Frieze London 2021
Simon Lee Gallery is delighted to present new and historic works by gallery artists Sonia Boyce, Sarah Crowner, Josephine Pryde and Erin Shirreff at this year’s iteration of Frieze London. Although each artist’s practice is compellingly diverse from the next, each one dismantles formal convention in pursuit of new connections, via their distinct interpretations of collage, montage and assemblage.
Highlights include Sonia Boyce’s single-channel video, Exquisite Tension (2006). Boyce’s practice privileges collaboration and inclusivity, fostering a participatory approach that questions artistic authorship and cultural difference. Derived from an earlier performance in which the artist braided her hair into that of performance artist Richard Hancock, Boyce later re-visited the exercise in front of the camera, this time inviting curator Adelaide Bannerman to take her place. The work directly references Tehching Hsieh and Linda Montano’s seminal project, Rope Piece (1983-1984), which saw the two artists tied together in a year-long performance that echoes Boyce’s own relational and social concerns.
In new paintings, Sarah Crowner continues her fertile exploration into the intersection between painting and performance. The artist composes swatches of painted and raw canvas on the floor of her studio, before stitching them together with an industrial Juki sewing machine and stretching them onto a frame. The seams remain visible, reflecting her interest in systems and patterns, process and production. Inspired by a range of twentieth-century avant-garde movements, including Bauhaus and Constructivism, Crowner expands the definition of painting. Her vibrant canvases, sewn tightly together, reflect the unifying activities of Boyce’s performance-based video work and likewise implicate the human body in the interpretation of the artwork.
Equally, Erin Shirreff takes a novel approach to collage in her work. Using dye sublimation printing processes, a method in which the photographic image is transferred onto a thin sheet of metal, she exposes equivalences and anomalies in the viewer’s perceptual experience. Each aluminium print features a fragment of a reproduction of a sculpture magnified beyond recognition so that the resulting image is abstracted; nothing more than a collection of halftone dots. Shirreff cuts each print into shapes reminiscent of leftover scraps of paper, before assembling them as informal dioramas in deep-set frames.

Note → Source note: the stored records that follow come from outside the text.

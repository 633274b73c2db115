use std::sync::Mutex;

/// Injected diagnostic sink. The engine never panics or prints directly;
/// every send/receive, parse failure, IO exception, and reconnect transition
/// is reported through these three severities.
pub trait Logger: Send + Sync {
    fn info(&self, message: &str);
    fn warning(&self, message: &str);
    fn error(&self, message: &str);
}

/// Forwards to the `log` facade, so an application that already wires up a
/// backend (env_logger, etc.) gets engine diagnostics without extra setup.
pub struct LogCrateLogger;

impl Logger for LogCrateLogger {
    fn info(&self, message: &str) {
        log::info!("{message}");
    }

    fn warning(&self, message: &str) {
        log::warn!("{message}");
    }

    fn error(&self, message: &str) {
        log::error!("{message}");
    }
}

/// Discards everything. Useful when a caller has no interest in diagnostics.
pub struct NullLogger;

impl Logger for NullLogger {
    fn info(&self, _message: &str) {}
    fn warning(&self, _message: &str) {}
    fn error(&self, _message: &str) {}
}

/// Records every message for assertions in tests.
#[derive(Default)]
pub struct CollectingLogger {
    messages: Mutex<Vec<String>>,
}

impl CollectingLogger {
    pub fn new() -> Self {
        return Self::default();
    }

    pub fn messages(&self) -> Vec<String> {
        return self.messages.lock().unwrap().clone();
    }
}

impl Logger for CollectingLogger {
    fn info(&self, message: &str) {
        self.messages.lock().unwrap().push(format!("INFO: {message}"));
    }

    fn warning(&self, message: &str) {
        self.messages.lock().unwrap().push(format!("WARN: {message}"));
    }

    fn error(&self, message: &str) {
        self.messages.lock().unwrap().push(format!("ERROR: {message}"));
    }
}

#[cfg(test)]
mod collecting_logger {
    use super::{CollectingLogger, Logger};

    #[test]
    fn records_every_severity() {
        let logger = CollectingLogger::new();
        logger.info("connecting");
        logger.warning("retrying");
        logger.error("giving up");

        assert_eq!(
            logger.messages(),
            vec![
                "INFO: connecting".to_string(),
                "WARN: retrying".to_string(),
                "ERROR: giving up".to_string(),
            ]
        );
    }
}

Josephine Pryde is known primarily for her photography, though she often presents work with sculptural elements. In her 2019 series Time and the Tampon she combines the two, incorporating images of 3-D printed sculptures that resemble icebergs into otherworldly, celestial, photo settings. Pryde learns from different photographic conventions, for example from publicity or advertising images, where seductive and highly staged, high-resolution images evoke and respond to desire. In this way, her work probes the divide between public and private, exploring the ways in which memory is informed by technology today.